Every line of the records that holds the word "frecency" should be copied out.

═══ Material supplied ═══

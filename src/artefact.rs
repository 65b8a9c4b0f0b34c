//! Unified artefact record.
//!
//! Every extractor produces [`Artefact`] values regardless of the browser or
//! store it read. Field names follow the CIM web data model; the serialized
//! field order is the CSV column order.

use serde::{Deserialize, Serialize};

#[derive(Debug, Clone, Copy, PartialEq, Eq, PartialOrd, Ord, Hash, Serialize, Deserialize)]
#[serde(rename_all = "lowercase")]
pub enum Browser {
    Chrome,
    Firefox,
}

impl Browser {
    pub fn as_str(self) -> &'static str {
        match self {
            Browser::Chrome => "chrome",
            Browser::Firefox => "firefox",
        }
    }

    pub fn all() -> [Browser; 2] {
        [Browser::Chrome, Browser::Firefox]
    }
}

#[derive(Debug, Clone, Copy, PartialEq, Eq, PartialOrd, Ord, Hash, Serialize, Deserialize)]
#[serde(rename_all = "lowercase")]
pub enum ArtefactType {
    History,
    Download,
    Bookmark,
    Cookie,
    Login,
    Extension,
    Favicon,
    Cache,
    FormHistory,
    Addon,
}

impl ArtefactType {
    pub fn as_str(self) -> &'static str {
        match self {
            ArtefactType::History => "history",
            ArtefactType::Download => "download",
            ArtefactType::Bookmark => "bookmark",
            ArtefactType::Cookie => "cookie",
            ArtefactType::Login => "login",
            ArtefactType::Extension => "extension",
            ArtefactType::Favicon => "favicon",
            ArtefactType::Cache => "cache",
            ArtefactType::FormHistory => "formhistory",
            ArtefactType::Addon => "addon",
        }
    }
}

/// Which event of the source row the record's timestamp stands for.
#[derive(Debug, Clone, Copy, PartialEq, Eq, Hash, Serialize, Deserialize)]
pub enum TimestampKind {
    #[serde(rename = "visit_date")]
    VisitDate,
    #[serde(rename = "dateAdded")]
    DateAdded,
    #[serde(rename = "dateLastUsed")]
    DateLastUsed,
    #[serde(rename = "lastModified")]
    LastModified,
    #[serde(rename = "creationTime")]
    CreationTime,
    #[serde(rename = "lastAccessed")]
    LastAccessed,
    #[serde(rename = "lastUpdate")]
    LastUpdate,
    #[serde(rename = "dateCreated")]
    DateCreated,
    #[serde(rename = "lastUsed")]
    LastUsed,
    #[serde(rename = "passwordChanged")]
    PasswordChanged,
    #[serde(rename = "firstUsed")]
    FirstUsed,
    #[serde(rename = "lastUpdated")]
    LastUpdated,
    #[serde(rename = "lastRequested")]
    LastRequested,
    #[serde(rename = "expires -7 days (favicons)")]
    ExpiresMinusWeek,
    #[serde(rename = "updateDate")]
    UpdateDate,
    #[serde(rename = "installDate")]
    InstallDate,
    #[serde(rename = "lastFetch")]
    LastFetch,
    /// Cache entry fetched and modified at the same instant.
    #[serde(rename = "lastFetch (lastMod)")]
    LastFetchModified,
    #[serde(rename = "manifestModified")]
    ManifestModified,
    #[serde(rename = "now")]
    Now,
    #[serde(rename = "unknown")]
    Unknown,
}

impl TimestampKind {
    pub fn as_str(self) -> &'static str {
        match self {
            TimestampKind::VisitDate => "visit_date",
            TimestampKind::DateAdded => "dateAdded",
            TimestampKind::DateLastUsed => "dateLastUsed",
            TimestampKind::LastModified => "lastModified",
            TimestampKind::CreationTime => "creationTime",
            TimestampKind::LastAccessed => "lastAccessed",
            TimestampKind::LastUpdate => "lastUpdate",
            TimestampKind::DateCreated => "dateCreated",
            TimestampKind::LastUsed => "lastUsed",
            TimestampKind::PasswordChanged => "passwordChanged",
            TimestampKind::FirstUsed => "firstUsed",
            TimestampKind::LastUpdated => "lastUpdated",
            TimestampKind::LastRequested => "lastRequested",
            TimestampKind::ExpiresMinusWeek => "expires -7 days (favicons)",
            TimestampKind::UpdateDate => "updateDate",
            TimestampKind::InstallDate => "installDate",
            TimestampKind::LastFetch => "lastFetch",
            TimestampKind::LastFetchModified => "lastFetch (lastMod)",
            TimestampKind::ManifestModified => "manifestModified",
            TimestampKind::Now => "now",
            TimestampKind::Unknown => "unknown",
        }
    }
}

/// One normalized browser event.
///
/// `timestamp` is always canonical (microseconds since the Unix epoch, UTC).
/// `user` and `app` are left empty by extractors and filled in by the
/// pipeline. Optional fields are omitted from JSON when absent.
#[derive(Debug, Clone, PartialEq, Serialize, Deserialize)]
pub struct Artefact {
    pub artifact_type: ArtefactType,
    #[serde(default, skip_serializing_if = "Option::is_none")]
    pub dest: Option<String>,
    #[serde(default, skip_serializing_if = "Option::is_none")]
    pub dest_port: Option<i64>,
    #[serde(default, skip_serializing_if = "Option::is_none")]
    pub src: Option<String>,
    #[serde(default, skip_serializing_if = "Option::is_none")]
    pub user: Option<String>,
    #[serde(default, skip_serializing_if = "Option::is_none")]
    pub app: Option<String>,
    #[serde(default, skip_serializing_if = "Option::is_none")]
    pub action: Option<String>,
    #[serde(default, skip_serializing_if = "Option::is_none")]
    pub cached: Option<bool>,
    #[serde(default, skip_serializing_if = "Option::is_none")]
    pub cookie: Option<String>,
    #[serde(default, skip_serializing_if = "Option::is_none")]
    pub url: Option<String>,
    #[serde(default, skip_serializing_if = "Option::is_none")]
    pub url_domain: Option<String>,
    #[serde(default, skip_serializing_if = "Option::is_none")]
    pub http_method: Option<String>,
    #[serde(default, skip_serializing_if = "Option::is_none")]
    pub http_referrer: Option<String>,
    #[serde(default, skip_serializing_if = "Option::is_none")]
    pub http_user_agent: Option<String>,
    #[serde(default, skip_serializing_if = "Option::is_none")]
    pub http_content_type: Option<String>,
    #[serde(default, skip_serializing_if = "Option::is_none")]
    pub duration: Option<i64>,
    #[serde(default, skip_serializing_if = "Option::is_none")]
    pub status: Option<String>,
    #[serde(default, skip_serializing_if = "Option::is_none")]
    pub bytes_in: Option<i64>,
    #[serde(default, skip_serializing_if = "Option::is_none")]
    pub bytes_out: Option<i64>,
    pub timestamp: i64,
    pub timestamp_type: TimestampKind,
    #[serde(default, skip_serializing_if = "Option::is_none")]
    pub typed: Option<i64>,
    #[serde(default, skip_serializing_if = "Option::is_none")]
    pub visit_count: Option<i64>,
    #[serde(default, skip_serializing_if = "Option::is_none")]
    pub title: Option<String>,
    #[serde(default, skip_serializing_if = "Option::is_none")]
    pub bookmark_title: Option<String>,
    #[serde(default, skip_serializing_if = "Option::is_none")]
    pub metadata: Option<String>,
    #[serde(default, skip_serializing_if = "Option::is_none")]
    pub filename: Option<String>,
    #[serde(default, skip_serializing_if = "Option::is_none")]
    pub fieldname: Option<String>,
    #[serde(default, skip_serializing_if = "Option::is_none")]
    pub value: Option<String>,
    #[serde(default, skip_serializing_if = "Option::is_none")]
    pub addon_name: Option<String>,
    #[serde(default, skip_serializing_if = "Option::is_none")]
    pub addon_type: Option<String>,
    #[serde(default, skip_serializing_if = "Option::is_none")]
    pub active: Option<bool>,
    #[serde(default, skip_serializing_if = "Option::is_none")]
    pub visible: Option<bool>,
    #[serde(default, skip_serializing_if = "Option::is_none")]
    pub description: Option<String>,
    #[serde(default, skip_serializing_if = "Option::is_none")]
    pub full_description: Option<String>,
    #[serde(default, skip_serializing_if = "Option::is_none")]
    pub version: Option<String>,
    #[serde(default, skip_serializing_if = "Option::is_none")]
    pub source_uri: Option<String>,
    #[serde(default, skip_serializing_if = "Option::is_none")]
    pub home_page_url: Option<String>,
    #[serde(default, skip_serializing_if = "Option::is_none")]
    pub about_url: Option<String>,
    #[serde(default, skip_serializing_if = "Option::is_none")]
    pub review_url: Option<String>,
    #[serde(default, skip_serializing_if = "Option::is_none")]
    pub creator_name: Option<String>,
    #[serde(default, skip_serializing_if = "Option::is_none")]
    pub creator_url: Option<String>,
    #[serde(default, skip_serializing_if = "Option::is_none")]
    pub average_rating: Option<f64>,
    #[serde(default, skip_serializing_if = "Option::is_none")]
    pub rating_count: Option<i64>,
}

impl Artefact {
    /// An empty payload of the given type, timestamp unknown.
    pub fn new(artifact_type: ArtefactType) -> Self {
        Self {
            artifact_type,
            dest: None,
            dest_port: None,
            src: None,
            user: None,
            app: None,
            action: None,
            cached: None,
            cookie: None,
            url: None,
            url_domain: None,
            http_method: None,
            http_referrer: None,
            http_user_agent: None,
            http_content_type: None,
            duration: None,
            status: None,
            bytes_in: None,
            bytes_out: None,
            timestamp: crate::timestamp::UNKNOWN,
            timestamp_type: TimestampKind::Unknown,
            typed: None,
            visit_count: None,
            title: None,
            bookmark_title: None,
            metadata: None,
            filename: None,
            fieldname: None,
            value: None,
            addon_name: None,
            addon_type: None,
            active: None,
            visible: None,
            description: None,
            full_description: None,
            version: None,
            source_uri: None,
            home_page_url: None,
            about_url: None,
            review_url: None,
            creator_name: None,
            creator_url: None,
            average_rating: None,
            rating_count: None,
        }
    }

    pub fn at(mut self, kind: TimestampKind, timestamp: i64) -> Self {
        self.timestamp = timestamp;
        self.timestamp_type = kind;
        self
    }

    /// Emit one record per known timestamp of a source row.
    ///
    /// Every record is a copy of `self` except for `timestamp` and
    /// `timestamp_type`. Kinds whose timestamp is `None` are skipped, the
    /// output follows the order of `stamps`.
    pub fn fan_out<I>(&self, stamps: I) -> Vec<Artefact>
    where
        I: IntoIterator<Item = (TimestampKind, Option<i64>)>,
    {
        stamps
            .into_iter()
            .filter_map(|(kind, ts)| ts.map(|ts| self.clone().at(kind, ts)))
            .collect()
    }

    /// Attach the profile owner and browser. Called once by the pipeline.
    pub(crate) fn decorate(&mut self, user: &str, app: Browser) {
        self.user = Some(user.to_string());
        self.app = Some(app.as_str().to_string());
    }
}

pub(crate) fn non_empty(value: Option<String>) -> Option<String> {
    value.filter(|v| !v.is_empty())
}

═══
═══ Material supplied ═══

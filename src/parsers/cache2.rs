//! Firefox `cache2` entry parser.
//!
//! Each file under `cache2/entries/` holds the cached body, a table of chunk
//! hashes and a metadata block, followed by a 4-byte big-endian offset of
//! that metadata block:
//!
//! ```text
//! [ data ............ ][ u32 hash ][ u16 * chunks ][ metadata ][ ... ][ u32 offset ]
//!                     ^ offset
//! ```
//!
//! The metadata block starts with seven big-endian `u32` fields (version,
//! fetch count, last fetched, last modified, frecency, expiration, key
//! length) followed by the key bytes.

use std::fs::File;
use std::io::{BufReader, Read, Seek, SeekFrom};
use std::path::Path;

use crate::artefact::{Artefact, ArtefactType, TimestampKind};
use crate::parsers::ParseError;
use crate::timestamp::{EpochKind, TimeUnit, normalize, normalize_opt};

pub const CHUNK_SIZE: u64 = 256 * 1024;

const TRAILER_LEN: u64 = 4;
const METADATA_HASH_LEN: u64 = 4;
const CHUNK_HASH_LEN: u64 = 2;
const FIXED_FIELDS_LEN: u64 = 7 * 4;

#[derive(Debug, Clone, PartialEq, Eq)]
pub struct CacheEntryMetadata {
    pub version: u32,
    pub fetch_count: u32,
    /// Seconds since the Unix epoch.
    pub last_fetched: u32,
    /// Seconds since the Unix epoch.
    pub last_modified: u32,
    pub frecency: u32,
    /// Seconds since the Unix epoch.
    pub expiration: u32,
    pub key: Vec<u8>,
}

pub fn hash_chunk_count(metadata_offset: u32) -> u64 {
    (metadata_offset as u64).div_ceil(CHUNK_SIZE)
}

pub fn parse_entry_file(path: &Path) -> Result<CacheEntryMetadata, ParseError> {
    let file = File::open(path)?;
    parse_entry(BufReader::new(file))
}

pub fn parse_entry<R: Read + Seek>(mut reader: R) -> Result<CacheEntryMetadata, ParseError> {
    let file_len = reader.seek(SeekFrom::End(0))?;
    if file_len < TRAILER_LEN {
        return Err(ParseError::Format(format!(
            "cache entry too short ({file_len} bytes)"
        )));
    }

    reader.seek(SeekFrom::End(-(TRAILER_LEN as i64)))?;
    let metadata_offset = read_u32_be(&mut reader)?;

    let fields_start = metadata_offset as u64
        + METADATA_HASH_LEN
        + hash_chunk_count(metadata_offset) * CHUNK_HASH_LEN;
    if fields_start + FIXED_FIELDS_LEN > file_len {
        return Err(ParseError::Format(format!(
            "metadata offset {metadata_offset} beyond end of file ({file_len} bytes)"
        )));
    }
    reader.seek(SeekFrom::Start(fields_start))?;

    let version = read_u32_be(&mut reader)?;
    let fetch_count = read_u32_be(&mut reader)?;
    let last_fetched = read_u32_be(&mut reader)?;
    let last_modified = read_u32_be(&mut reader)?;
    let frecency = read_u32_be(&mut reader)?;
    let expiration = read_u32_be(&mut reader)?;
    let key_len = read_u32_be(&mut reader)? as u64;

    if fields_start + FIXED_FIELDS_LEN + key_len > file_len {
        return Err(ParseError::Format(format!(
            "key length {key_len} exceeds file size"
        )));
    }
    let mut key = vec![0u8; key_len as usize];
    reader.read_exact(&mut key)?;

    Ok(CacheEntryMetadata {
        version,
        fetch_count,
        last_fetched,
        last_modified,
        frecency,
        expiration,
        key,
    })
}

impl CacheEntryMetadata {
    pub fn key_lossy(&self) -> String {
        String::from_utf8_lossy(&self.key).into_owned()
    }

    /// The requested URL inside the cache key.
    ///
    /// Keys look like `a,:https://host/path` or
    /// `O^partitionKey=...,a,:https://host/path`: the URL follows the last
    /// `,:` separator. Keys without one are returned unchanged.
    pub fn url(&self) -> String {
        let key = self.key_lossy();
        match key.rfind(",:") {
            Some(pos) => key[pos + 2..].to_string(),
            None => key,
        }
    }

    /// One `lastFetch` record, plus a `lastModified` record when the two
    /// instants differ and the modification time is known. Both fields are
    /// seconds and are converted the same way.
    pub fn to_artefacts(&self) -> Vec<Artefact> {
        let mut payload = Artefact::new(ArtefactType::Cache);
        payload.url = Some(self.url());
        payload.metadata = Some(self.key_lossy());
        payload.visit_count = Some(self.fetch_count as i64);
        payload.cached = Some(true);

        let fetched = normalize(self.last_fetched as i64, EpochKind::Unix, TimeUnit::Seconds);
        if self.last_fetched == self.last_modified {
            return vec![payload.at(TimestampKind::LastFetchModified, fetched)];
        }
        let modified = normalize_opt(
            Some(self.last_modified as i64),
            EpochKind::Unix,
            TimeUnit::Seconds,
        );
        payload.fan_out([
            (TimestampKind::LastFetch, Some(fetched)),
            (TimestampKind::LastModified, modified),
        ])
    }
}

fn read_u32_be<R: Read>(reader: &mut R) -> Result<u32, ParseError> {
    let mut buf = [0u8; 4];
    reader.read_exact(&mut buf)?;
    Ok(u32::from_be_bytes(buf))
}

═══

• [Result of the exercise]
//! fetch count, last fetched, last modified, frecency, expiration, key
    pub frecency: u32,
    let frecency = read_u32_be(&mut reader)?;
        frecency,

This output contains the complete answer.